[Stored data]
******************************

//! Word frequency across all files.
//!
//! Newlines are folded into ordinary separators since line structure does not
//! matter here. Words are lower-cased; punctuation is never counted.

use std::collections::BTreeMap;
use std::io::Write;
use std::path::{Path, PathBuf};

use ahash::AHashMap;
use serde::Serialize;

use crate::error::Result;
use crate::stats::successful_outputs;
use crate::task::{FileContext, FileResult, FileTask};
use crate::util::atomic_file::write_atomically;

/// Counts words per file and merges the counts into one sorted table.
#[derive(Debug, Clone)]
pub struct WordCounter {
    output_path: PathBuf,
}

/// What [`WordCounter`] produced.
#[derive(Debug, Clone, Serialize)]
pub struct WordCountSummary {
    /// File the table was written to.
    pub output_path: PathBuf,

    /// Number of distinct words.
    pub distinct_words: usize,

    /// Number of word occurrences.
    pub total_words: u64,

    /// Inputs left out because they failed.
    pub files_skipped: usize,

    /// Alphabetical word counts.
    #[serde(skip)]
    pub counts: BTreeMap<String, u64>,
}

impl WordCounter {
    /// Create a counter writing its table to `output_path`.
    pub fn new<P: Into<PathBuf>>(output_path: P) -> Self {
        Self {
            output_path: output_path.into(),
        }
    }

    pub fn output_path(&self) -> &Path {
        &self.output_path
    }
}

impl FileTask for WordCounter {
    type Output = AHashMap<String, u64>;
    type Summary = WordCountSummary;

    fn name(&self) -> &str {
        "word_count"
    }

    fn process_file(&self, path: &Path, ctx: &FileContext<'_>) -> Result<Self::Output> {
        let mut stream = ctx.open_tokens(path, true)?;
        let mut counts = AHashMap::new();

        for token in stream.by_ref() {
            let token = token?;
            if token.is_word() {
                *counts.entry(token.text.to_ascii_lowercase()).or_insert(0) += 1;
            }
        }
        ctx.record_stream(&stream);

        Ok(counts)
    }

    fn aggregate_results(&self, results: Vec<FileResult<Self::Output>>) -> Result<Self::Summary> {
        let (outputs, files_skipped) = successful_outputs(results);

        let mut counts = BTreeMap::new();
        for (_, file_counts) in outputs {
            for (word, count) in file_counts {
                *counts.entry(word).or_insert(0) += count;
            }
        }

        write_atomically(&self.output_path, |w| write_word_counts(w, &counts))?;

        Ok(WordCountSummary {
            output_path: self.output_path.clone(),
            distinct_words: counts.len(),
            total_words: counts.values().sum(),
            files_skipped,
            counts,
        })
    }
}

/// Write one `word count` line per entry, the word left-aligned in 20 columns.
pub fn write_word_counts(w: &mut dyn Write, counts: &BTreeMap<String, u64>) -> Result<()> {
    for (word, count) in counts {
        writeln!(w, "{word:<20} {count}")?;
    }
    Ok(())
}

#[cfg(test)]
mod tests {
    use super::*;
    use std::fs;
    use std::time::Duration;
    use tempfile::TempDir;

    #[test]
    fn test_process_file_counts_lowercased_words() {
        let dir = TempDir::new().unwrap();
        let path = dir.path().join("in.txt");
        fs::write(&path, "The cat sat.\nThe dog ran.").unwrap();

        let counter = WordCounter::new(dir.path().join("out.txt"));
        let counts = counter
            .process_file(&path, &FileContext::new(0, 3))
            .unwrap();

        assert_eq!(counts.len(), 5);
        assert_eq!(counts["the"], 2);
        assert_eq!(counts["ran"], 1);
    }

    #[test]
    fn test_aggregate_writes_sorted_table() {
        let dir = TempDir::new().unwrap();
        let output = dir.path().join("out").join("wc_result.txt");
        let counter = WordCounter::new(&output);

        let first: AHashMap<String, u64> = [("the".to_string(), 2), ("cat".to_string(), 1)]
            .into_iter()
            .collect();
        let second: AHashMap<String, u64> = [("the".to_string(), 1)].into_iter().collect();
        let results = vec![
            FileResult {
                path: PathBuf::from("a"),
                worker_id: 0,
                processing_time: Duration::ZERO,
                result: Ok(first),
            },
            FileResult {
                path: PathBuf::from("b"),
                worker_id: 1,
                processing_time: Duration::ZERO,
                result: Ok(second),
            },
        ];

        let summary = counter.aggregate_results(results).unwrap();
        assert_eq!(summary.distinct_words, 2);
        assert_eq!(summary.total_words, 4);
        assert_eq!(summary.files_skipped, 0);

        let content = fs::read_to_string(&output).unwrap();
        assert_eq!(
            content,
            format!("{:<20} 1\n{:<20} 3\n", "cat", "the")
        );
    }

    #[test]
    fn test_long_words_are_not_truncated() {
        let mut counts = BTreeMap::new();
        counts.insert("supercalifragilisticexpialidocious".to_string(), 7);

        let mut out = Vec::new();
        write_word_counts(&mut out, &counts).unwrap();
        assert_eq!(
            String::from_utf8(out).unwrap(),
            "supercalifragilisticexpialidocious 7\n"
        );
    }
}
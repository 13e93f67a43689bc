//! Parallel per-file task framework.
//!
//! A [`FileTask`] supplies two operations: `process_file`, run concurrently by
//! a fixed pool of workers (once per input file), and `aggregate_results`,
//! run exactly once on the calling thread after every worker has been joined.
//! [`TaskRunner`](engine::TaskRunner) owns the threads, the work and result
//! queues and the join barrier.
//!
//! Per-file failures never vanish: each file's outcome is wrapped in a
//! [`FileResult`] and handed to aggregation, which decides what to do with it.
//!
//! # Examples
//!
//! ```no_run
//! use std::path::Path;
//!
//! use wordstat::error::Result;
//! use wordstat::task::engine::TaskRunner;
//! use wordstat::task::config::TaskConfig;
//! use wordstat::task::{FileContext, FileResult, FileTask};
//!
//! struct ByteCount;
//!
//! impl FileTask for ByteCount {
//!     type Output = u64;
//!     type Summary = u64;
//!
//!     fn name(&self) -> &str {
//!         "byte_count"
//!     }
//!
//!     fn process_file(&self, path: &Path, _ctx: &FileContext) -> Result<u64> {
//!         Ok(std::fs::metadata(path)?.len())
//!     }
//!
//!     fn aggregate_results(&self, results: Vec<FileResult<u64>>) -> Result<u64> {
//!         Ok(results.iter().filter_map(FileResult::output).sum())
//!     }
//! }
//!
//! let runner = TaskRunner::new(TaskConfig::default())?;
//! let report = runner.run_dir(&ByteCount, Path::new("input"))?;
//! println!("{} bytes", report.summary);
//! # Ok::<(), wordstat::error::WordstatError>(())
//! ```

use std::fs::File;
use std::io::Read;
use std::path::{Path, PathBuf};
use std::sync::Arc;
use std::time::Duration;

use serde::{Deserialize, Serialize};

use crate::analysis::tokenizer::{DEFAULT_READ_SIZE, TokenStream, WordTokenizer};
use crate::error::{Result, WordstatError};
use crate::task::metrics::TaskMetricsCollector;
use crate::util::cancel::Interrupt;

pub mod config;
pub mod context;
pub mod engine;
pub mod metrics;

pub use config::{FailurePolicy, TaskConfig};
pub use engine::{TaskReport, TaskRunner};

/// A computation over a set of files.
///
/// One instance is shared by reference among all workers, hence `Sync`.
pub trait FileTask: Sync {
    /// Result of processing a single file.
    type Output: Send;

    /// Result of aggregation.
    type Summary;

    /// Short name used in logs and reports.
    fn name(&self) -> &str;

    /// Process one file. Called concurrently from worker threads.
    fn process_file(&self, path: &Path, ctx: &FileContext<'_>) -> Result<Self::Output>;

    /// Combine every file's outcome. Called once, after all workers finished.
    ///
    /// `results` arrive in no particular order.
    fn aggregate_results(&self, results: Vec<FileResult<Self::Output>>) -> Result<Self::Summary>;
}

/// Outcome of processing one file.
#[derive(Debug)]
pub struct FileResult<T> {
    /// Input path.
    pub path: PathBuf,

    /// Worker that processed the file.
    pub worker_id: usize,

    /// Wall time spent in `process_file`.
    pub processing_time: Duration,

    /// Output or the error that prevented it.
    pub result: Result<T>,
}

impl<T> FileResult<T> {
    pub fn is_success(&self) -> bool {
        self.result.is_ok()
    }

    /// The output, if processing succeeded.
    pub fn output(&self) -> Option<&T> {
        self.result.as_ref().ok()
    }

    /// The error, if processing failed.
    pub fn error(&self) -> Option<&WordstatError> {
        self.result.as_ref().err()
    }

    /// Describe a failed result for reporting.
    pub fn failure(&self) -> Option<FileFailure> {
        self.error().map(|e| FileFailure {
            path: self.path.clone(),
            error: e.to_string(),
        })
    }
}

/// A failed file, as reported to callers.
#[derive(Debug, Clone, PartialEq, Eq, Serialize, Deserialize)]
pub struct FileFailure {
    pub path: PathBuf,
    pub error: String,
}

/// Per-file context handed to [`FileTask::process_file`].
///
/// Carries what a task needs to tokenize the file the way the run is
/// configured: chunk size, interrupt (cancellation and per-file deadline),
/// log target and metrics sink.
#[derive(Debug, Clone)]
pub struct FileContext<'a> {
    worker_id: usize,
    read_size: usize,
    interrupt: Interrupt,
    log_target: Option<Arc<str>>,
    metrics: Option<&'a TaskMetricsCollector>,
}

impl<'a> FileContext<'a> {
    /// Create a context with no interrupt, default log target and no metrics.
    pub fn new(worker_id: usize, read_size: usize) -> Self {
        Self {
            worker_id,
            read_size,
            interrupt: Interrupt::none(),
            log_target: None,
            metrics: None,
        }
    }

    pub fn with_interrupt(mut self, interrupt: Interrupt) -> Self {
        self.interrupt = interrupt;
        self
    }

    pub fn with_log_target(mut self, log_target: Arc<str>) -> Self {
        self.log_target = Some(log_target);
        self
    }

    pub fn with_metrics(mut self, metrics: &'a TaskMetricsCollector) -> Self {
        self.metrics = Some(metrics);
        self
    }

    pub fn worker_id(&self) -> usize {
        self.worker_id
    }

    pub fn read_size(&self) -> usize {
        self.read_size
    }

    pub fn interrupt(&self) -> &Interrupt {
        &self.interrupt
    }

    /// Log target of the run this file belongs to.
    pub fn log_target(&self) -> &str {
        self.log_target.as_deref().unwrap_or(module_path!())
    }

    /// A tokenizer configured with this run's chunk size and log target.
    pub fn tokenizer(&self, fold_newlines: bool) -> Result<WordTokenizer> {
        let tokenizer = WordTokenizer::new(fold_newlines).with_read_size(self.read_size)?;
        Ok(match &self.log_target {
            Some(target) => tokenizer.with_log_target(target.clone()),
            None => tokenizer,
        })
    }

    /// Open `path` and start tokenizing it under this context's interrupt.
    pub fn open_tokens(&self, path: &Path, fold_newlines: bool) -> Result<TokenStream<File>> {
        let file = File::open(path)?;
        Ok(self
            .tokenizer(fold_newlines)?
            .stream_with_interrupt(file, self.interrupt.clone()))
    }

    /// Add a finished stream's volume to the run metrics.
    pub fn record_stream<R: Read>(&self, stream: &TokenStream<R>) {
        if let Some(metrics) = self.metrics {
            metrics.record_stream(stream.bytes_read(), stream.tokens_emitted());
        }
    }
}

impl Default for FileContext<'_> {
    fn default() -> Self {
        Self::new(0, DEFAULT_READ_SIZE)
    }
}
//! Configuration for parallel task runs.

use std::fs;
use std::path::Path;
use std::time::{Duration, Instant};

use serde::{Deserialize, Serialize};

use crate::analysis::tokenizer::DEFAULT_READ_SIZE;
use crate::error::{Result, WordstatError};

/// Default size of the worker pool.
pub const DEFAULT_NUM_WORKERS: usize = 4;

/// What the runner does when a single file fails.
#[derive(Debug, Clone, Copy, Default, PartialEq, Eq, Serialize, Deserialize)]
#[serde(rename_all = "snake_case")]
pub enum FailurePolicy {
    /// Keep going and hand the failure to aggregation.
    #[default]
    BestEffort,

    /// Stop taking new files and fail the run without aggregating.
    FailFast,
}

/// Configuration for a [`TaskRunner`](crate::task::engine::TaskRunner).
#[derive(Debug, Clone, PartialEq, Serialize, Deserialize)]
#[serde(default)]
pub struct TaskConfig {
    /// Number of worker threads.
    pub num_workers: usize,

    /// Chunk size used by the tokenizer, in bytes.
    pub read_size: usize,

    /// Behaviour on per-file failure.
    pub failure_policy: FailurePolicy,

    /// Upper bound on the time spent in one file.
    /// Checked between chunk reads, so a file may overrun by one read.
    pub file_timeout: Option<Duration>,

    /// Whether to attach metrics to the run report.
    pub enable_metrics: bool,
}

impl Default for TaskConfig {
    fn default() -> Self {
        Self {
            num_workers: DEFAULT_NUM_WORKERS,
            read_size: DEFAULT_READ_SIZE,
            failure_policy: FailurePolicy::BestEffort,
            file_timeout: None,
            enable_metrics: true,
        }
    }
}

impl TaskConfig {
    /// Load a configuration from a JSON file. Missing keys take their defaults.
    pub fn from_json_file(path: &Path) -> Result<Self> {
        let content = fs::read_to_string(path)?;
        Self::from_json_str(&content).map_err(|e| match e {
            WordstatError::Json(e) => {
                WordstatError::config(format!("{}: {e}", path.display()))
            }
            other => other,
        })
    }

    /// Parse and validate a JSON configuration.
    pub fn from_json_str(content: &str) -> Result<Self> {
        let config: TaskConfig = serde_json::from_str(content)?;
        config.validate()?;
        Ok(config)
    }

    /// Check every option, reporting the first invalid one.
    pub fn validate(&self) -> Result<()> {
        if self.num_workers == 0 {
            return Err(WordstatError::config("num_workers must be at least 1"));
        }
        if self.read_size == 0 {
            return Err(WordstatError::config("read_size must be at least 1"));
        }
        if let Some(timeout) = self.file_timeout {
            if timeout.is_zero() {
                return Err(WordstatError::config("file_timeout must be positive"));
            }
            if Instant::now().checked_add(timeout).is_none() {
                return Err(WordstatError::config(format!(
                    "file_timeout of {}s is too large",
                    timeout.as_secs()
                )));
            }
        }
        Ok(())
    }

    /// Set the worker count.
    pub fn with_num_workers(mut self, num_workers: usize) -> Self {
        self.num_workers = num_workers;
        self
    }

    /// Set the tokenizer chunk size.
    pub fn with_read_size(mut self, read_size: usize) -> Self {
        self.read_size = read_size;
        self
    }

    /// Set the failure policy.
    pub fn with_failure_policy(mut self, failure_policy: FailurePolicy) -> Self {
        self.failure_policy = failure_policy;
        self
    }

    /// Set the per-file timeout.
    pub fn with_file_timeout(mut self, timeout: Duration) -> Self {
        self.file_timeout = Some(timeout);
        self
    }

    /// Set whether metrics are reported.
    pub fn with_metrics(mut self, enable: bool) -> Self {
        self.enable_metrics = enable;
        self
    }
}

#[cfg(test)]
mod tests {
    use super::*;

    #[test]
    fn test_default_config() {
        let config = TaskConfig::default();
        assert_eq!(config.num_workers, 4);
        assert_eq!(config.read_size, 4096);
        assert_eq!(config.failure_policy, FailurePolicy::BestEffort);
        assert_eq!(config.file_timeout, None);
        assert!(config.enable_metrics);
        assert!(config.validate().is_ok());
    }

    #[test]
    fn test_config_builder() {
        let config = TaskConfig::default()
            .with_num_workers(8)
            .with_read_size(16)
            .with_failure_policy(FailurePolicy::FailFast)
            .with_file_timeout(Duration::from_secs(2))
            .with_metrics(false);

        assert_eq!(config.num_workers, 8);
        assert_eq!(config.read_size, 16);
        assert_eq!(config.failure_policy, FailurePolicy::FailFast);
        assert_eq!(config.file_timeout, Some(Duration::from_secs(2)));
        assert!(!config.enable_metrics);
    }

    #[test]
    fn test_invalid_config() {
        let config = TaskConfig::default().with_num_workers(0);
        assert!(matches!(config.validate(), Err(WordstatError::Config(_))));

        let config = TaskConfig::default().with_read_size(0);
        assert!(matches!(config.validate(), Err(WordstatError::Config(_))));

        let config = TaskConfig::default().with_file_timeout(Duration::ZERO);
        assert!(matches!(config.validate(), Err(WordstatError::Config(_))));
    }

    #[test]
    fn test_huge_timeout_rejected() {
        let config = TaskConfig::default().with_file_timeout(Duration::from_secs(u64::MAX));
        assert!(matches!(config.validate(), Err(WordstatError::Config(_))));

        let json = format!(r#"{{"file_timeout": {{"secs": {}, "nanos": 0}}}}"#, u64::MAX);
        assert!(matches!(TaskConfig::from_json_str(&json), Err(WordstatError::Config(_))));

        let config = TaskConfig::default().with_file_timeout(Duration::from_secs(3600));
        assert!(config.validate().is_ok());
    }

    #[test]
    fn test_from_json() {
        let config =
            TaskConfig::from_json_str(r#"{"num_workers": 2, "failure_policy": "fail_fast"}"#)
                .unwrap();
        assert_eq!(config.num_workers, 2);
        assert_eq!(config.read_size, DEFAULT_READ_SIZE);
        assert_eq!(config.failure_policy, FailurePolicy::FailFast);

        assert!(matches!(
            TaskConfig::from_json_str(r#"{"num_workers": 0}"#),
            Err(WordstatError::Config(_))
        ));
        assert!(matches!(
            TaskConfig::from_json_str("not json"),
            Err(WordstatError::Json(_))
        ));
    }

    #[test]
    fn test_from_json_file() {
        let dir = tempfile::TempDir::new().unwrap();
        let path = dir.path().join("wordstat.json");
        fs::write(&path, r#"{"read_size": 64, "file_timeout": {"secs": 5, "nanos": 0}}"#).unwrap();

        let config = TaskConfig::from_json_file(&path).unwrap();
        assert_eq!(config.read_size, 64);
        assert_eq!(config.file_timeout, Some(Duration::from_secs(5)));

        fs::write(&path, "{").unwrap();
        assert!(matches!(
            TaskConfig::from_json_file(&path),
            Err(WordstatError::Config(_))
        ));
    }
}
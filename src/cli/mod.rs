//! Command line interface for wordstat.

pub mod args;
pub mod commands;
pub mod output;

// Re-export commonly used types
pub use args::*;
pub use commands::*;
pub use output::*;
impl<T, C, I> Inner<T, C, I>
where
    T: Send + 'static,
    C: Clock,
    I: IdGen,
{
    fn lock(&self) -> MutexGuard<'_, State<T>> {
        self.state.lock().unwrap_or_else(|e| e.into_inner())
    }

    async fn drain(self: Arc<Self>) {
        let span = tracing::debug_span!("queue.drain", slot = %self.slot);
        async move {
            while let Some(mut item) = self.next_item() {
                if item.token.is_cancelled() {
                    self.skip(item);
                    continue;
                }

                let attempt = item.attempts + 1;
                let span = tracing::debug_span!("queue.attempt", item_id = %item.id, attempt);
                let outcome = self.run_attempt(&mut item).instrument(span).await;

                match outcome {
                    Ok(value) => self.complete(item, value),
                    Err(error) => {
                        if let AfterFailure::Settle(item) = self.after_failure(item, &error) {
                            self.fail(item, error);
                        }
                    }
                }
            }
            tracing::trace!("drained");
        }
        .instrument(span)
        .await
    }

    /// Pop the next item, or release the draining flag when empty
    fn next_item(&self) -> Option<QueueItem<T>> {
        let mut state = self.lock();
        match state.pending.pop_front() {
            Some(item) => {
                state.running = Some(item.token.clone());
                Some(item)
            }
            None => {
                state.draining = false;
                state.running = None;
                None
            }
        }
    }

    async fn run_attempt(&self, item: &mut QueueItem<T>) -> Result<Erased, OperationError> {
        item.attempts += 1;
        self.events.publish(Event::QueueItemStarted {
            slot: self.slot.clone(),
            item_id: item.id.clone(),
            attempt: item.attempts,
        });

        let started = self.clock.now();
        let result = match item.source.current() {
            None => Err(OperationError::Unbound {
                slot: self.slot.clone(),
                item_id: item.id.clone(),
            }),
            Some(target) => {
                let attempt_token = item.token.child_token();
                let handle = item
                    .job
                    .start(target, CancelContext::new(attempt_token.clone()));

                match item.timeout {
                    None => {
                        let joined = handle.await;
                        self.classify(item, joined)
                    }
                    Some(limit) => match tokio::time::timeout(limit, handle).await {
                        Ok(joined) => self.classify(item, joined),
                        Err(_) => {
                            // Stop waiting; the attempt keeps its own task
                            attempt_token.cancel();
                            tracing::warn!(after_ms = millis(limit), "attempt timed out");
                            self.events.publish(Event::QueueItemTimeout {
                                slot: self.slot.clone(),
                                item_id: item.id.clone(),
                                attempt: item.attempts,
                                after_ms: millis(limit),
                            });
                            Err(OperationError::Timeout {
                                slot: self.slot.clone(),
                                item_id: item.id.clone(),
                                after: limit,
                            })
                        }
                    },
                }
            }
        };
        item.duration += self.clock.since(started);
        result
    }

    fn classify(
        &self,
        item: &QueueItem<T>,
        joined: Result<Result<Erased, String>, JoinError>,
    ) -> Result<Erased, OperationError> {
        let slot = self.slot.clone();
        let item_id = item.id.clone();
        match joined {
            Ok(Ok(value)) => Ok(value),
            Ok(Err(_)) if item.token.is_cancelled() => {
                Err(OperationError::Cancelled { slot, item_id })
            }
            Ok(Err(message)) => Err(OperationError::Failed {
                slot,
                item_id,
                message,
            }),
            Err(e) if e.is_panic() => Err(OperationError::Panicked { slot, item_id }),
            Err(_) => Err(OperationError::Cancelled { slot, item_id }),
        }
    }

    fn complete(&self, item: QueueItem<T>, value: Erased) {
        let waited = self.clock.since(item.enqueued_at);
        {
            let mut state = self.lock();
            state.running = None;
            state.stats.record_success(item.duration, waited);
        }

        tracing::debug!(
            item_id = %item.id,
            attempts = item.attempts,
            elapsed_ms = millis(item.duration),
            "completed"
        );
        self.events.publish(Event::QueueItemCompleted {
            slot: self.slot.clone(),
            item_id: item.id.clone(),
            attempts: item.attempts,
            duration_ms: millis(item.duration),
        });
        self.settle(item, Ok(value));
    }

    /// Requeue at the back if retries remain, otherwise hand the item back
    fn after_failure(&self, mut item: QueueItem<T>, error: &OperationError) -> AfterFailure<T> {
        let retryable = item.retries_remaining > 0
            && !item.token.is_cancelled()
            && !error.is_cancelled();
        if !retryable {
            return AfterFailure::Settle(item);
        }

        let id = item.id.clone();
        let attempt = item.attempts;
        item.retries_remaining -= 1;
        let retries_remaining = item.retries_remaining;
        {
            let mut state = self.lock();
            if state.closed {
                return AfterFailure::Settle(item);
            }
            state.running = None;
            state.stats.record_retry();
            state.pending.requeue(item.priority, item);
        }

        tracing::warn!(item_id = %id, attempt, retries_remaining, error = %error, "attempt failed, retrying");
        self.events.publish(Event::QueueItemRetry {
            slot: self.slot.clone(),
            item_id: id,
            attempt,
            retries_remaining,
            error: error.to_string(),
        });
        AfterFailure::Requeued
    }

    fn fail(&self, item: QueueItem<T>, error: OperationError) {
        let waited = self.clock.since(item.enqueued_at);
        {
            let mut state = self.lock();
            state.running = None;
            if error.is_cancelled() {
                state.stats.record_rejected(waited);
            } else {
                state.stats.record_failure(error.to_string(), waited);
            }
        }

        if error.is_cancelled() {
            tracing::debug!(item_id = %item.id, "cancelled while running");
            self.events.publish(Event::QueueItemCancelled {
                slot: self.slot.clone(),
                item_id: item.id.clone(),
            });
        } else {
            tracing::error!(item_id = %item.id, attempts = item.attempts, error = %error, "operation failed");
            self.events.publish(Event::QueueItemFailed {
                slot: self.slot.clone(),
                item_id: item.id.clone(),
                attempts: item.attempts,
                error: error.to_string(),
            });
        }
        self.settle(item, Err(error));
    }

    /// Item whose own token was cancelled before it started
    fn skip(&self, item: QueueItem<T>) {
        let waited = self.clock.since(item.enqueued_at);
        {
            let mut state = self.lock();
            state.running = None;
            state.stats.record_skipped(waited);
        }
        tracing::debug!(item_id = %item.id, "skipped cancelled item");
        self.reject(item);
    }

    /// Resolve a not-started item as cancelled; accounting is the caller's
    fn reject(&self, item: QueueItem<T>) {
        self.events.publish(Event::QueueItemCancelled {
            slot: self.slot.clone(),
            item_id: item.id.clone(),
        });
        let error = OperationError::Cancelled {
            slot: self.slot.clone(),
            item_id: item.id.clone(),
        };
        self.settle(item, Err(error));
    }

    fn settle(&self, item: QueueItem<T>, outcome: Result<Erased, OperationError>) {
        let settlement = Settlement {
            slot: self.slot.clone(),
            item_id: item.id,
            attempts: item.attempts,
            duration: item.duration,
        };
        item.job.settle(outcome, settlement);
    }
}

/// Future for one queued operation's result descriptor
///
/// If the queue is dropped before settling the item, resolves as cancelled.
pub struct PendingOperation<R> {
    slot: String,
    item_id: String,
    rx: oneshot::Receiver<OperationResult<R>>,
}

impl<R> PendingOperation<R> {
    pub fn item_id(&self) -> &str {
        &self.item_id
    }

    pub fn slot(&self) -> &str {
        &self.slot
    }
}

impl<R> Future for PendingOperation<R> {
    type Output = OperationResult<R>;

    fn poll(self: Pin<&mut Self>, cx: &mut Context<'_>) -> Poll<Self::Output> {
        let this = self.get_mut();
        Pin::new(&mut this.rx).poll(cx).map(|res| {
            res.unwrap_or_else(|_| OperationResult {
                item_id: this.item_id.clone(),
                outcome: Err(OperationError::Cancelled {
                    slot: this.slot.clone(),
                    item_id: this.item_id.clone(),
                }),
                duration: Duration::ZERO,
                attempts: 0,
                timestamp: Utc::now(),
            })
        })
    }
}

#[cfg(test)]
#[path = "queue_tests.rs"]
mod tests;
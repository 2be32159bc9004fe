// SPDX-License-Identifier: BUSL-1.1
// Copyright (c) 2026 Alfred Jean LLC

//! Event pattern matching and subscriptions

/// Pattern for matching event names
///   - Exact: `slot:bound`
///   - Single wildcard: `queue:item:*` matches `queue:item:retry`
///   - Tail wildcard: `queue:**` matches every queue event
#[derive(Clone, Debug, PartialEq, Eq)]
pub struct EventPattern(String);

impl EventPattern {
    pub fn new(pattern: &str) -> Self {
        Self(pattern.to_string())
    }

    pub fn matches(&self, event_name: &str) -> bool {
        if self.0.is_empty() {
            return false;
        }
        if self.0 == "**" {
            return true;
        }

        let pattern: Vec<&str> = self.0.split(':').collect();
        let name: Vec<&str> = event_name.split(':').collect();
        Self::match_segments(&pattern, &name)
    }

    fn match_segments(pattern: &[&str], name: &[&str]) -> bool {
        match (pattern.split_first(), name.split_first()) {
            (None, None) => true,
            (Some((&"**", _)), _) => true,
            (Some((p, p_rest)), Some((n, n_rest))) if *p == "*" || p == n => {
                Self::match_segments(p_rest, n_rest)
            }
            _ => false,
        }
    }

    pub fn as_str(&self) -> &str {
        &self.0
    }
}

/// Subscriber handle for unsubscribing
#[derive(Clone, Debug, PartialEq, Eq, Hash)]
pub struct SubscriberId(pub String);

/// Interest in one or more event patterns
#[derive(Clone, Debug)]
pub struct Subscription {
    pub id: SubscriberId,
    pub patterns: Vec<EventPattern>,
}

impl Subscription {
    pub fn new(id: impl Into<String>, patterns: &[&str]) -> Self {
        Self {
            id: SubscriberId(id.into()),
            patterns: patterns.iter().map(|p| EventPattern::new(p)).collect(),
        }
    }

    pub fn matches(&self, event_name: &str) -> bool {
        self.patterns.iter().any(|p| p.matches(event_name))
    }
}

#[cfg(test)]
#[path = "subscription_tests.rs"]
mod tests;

******************************

• Prompt
Filter the entries above down to the lines that hold the word "WordTokenizer", and copy those lines.

• Answer to this exercise
use crate::analysis::tokenizer::{DEFAULT_READ_SIZE, TokenStream, WordTokenizer};
    pub fn tokenizer(&self, fold_newlines: bool) -> Result<WordTokenizer> {
        let tokenizer = WordTokenizer::new(fold_newlines).with_read_size(self.read_size)?;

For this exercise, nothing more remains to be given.